»»

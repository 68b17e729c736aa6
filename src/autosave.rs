//! Debounced autosave observer
//!
//! Subscribes to the change bus and persists the graph after mutations have
//! settled. Every delivered mutation marks the observer dirty and restarts
//! a debounce deadline; the host pumps `tick()` cooperatively and the write
//! happens once the deadline expires with no further activity. Save
//! failures are logged and retried on the next dirty cycle, never
//! escalated.

use std::path::{Path, PathBuf};
use std::time::{Duration, Instant};

use glam::Vec2;

use crate::constants;
use crate::document;
use crate::events::{BatchSummary, GraphObserver};
use crate::graph::{EdgeId, NodeGraph, NodeId};

pub struct AutosaveObserver {
    path: PathBuf,
    delay: Duration,
    enabled: bool,
    dirty: bool,
    deadline: Option<Instant>,
    saving: bool,
    saves: u64,
}

impl AutosaveObserver {
    /// Creates an autosave observer writing to `path` with the default delay
    pub fn new(path: impl Into<PathBuf>) -> Self {
        Self {
            path: path.into(),
            delay: Duration::from_millis(constants::autosave::DEFAULT_DELAY_MS),
            enabled: true,
            dirty: false,
            deadline: None,
            saving: false,
            saves: 0,
        }
    }

    /// Sets the debounce delay for subsequent changes
    pub fn set_delay(&mut self, delay: Duration) {
        log::debug!("autosave delay: {} ms", delay.as_millis());
        self.delay = delay;
    }

    /// Retargets the autosave destination
    pub fn set_path(&mut self, path: impl Into<PathBuf>) {
        self.path = path.into();
        log::debug!("autosave path: {}", self.path.display());
    }

    pub fn path(&self) -> &Path {
        &self.path
    }

    /// Enables or disables autosaving. Disabling cancels any pending write.
    pub fn set_enabled(&mut self, enabled: bool) {
        self.enabled = enabled;
        if !enabled {
            self.deadline = None;
        }
        log::debug!("autosave enabled: {}", enabled);
    }

    pub fn is_enabled(&self) -> bool {
        self.enabled
    }

    /// True while unsaved changes are pending
    pub fn is_dirty(&self) -> bool {
        self.dirty
    }

    /// Successful writes so far
    pub fn save_count(&self) -> u64 {
        self.saves
    }

    /// Instant of the pending debounced write, if one is scheduled
    pub fn deadline(&self) -> Option<Instant> {
        self.deadline
    }

    /// Marks the graph dirty and restarts the debounce deadline. Each new
    /// change replaces the pending deadline rather than adding another.
    fn schedule(&mut self) {
        if !self.enabled {
            return;
        }
        self.dirty = true;
        self.deadline = Some(Instant::now() + self.delay);
    }

    /// Cooperative pump: writes the graph if the debounce deadline has
    /// expired with changes still pending. Returns true if a save happened.
    pub fn tick(&mut self, graph: &NodeGraph) -> bool {
        self.tick_at(graph, Instant::now())
    }

    /// `tick` against an explicit clock reading
    pub fn tick_at(&mut self, graph: &NodeGraph, now: Instant) -> bool {
        match self.deadline {
            Some(deadline) if now >= deadline => self.perform_save(graph),
            _ => false,
        }
    }

    /// Cancels the pending deadline and writes immediately if dirty
    pub fn save_now(&mut self, graph: &NodeGraph) -> bool {
        self.deadline = None;
        self.perform_save(graph)
    }

    /// Teardown hook: one best-effort save of pending changes. Failures are
    /// logged, never escalated.
    pub fn flush(&mut self, graph: &NodeGraph) {
        if self.dirty && self.enabled {
            self.save_now(graph);
        }
    }

    fn perform_save(&mut self, graph: &NodeGraph) -> bool {
        if self.saving {
            // Non-reentrant: overlapping triggers are ignored
            return false;
        }
        if !self.enabled || !self.dirty {
            return false;
        }
        self.saving = true;
        let start = Instant::now();
        let result = document::save_graph(graph, &self.path);
        self.saving = false;

        match result {
            Ok(()) => {
                self.dirty = false;
                self.deadline = None;
                self.saves += 1;
                log::info!(
                    "autosave: {} nodes, {} edges to {} in {} ms",
                    graph.node_count(),
                    graph.edge_count(),
                    self.path.display(),
                    start.elapsed().as_millis()
                );
                true
            }
            Err(err) => {
                // Stay dirty; the next change restarts the cycle
                self.deadline = None;
                log::warn!("autosave to {} failed: {}", self.path.display(), err);
                false
            }
        }
    }
}

impl GraphObserver for AutosaveObserver {
    fn on_node_added(&mut self, _node: NodeId) {
        self.schedule();
    }

    fn on_node_removed(&mut self, _node: NodeId) {
        self.schedule();
    }

    fn on_node_moved(&mut self, _node: NodeId, _old: Vec2, _new: Vec2) {
        self.schedule();
    }

    fn on_edge_added(&mut self, _edge: EdgeId) {
        self.schedule();
    }

    fn on_edge_removed(&mut self, _edge: EdgeId) {
        self.schedule();
    }

    fn on_graph_cleared(&mut self) {
        self.schedule();
    }

    fn on_batch_committed(&mut self, summary: &BatchSummary) {
        if summary.has_mutations() {
            self.schedule();
        }
    }
}
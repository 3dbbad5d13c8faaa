//! Input sites and their adjacency lists.

#![forbid(unsafe_code)]

/// One input point of a [`Tessellation`](crate::core::tessellation::Tessellation).
///
/// A site is identified by its position in the input array; ids are never
/// renumbered. All three adjacency lists are sorted ascending and free of
/// duplicates.
///
/// # Examples
///
/// ```
/// use tessellation::prelude::*;
///
/// let sites = [0.0, 0.0, 1.0, 0.0, 0.0, 1.0, 1.0, 1.2];
/// let tess = Tessellation::new(&sites, 2, &TessellationOptions::default()).unwrap();
///
/// let site = tess.site(0).unwrap();
/// assert_eq!(site.id(), 0);
/// assert!(!site.neighbor_sites().contains(&0));
/// ```
#[derive(Clone, Debug, Default, PartialEq, Eq)]
pub struct Site {
    pub(crate) id: usize,
    pub(crate) neighbor_sites: Vec<usize>,
    pub(crate) neighbor_tiles: Vec<usize>,
    pub(crate) neighbor_ridges: Vec<usize>,
}

impl Site {
    pub(crate) const fn new(id: usize) -> Self {
        Self {
            id,
            neighbor_sites: Vec::new(),
            neighbor_tiles: Vec::new(),
            neighbor_ridges: Vec::new(),
        }
    }

    /// Input index of the site.
    #[inline]
    #[must_use]
    pub const fn id(&self) -> usize {
        self.id
    }

    /// Sites sharing an edge of some tile with this one.
    #[inline]
    #[must_use]
    pub fn neighbor_sites(&self) -> &[usize] {
        &self.neighbor_sites
    }

    /// Tiles having this site as a vertex.
    #[inline]
    #[must_use]
    pub fn neighbor_tiles(&self) -> &[usize] {
        &self.neighbor_tiles
    }

    /// Subtiles (ridges) having this site as a vertex.
    #[inline]
    #[must_use]
    pub fn neighbor_ridges(&self) -> &[usize] {
        &self.neighbor_ridges
    }

    /// Whether the site belongs to no tile at all (dropped by the hull as a
    /// duplicate, or only incident to filtered facets).
    #[inline]
    #[must_use]
    pub fn is_isolated(&self) -> bool {
        self.neighbor_tiles.is_empty()
    }
}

««

### Assignment
From the first line to the last, write out the listing exactly.

### Answer section
repository 68b17e729c736aa6
filename src/autosave.rs
//! Debounced autosave observer
//!
//! Subscribes to the change bus and persists the graph after mutations have
//! settled. Every delivered mutation marks the observer dirty and restarts
//! a debounce deadline; the host pumps `tick()` cooperatively and the write
//! happens once the deadline expires with no further activity. Save
//! failures are logged and retried on the next dirty cycle, never
//! escalated.

use std::path::{Path, PathBuf};
use std::time::{Duration, Instant};

use glam::Vec2;

use crate::constants;
use crate::document;
use crate::events::{BatchSummary, GraphObserver};
use crate::graph::{EdgeId, NodeGraph, NodeId};

pub struct AutosaveObserver {
    path: PathBuf,
    delay: Duration,
    enabled: bool,
    dirty: bool,
    deadline: Option<Instant>,
    saving: bool,
    saves: u64,
}

impl AutosaveObserver {
    /// Creates an autosave observer writing to `path` with the default delay
    pub fn new(path: impl Into<PathBuf>) -> Self {
        Self {
            path: path.into(),
            delay: Duration::from_millis(constants::autosave::DEFAULT_DELAY_MS),
            enabled: true,
            dirty: false,
            deadline: None,
            saving: false,
            saves: 0,
        }
    }

    /// Sets the debounce delay for subsequent changes
    pub fn set_delay(&mut self, delay: Duration) {
        log::debug!("autosave delay: {} ms", delay.as_millis());
        self.delay = delay;
    }

    /// Retargets the autosave destination
    pub fn set_path(&mut self, path: impl Into<PathBuf>) {
        self.path = path.into();
        log::debug!("autosave path: {}", self.path.display());
    }

    pub fn path(&self) -> &Path {
        &self.path
    }

    /// Enables or disables autosaving. Disabling cancels any pending write.
    pub fn set_enabled(&mut self, enabled: bool) {
        self.enabled = enabled;
        if !enabled {
            self.deadline = None;
        }
        log::debug!("autosave enabled: {}", enabled);
    }

    pub fn is_enabled(&self) -> bool {
        self.enabled
    }

    /// True while unsaved changes are pending
    pub fn is_dirty(&self) -> bool {
        self.dirty
    }

    /// Successful writes so far
    pub fn save_count(&self) -> u64 {
        self.saves
    }

    /// Instant of the pending debounced write, if one is scheduled
    pub fn deadline(&self) -> Option<Instant> {
        self.deadline
    }

    /// Marks the graph dirty and restarts the debounce deadline. Each new
    /// change replaces the pending deadline rather than adding another.
    fn schedule(&mut self) {
        if !self.enabled {
            return;
        }
        self.dirty = true;
        self.deadline = Some(Instant::now() + self.delay);
    }

    /// Cooperative pump: writes the graph if the debounce deadline has
    /// expired with changes still pending. Returns true if a save happened.
    pub fn tick(&mut self, graph: &NodeGraph) -> bool {
        self.tick_at(graph, Instant::now())
    }

    /// `tick` against an explicit clock reading
    pub fn tick_at(&mut self, graph: &NodeGraph, now: Instant) -> bool {
        match self.deadline {
            Some(deadline) if now >= deadline => self.perform_save(graph),
            _ => false,
        }
    }

    /// Cancels the pending deadline and writes immediately if dirty
    pub fn save_now(&mut self, graph: &NodeGraph) -> bool {
        self.deadline = None;
        self.perform_save(graph)
    }

    /// Teardown hook: one best-effort save of pending changes. Failures are
    /// logged, never escalated.
    pub fn flush(&mut self, graph: &NodeGraph) {
        if self.dirty && self.enabled {
            self.save_now(graph);
        }
    }

    fn perform_save(&mut self, graph: &NodeGraph) -> bool {
        if self.saving {
            // Non-reentrant: overlapping triggers are ignored
            return false;
        }
        if !self.enabled || !self.dirty {
            return false;
        }
        self.saving = true;
        let start = Instant::now();
        let result = document::save_graph(graph, &self.path);
        self.saving = false;

        match result {
            Ok(()) => {
                self.dirty = false;
                self.deadline = None;
                self.saves += 1;
                log::info!(
                    "autosave: {} nodes, {} edges to {} in {} ms",
                    graph.node_count(),
                    graph.edge_count(),
                    self.path.display(),
                    start.elapsed().as_millis()
                );
                true
            }
            Err(err) => {
                // Stay dirty; the next change restarts the cycle
                self.deadline = None;
                log::warn!("autosave to {} failed: {}", self.path.display(), err);
                false
            }
        }
    }
}

impl GraphObserver for AutosaveObserver {
    fn on_node_added(&mut self, _node: NodeId) {
        self.schedule();
    }

    fn on_node_removed(&mut self, _node: NodeId) {
        self.schedule();
    }

    fn on_node_moved(&mut self, _node: NodeId, _old: Vec2, _new: Vec2) {
        self.schedule();
    }

    fn on_edge_added(&mut self, _edge: EdgeId) {
        self.schedule();
    }

    fn on_edge_removed(&mut self, _edge: EdgeId) {
        self.schedule();
    }

    fn on_graph_cleared(&mut self) {
        self.schedule();
    }

    fn on_batch_committed(&mut self, summary: &BatchSummary) {
        if summary.has_mutations() {
            self.schedule();
        }
    }
}
repository 3dbbad5d13c8faaa
//! Input sites and their adjacency lists.

#![forbid(unsafe_code)]

/// One input point of a [`Tessellation`](crate::core::tessellation::Tessellation).
///
/// A site is identified by its position in the input array; ids are never
/// renumbered. All three adjacency lists are sorted ascending and free of
/// duplicates.
///
/// # Examples
///
/// ```
/// use tessellation::prelude::*;
///
/// let sites = [0.0, 0.0, 1.0, 0.0, 0.0, 1.0, 1.0, 1.2];
/// let tess = Tessellation::new(&sites, 2, &TessellationOptions::default()).unwrap();
///
/// let site = tess.site(0).unwrap();
/// assert_eq!(site.id(), 0);
/// assert!(!site.neighbor_sites().contains(&0));
/// ```
#[derive(Clone, Debug, Default, PartialEq, Eq)]
pub struct Site {
    pub(crate) id: usize,
    pub(crate) neighbor_sites: Vec<usize>,
    pub(crate) neighbor_tiles: Vec<usize>,
    pub(crate) neighbor_ridges: Vec<usize>,
}

impl Site {
    pub(crate) const fn new(id: usize) -> Self {
        Self {
            id,
            neighbor_sites: Vec::new(),
            neighbor_tiles: Vec::new(),
            neighbor_ridges: Vec::new(),
        }
    }

    /// Input index of the site.
    #[inline]
    #[must_use]
    pub const fn id(&self) -> usize {
        self.id
    }

    /// Sites sharing an edge of some tile with this one.
    #[inline]
    #[must_use]
    pub fn neighbor_sites(&self) -> &[usize] {
        &self.neighbor_sites
    }

    /// Tiles having this site as a vertex.
    #[inline]
    #[must_use]
    pub fn neighbor_tiles(&self) -> &[usize] {
        &self.neighbor_tiles
    }

    /// Subtiles (ridges) having this site as a vertex.
    #[inline]
    #[must_use]
    pub fn neighbor_ridges(&self) -> &[usize] {
        &self.neighbor_ridges
    }

    /// Whether the site belongs to no tile at all (dropped by the hull as a
    /// duplicate, or only incident to filtered facets).
    #[inline]
    #[must_use]
    pub fn is_isolated(&self) -> bool {
        self.neighbor_tiles.is_empty()
    }
}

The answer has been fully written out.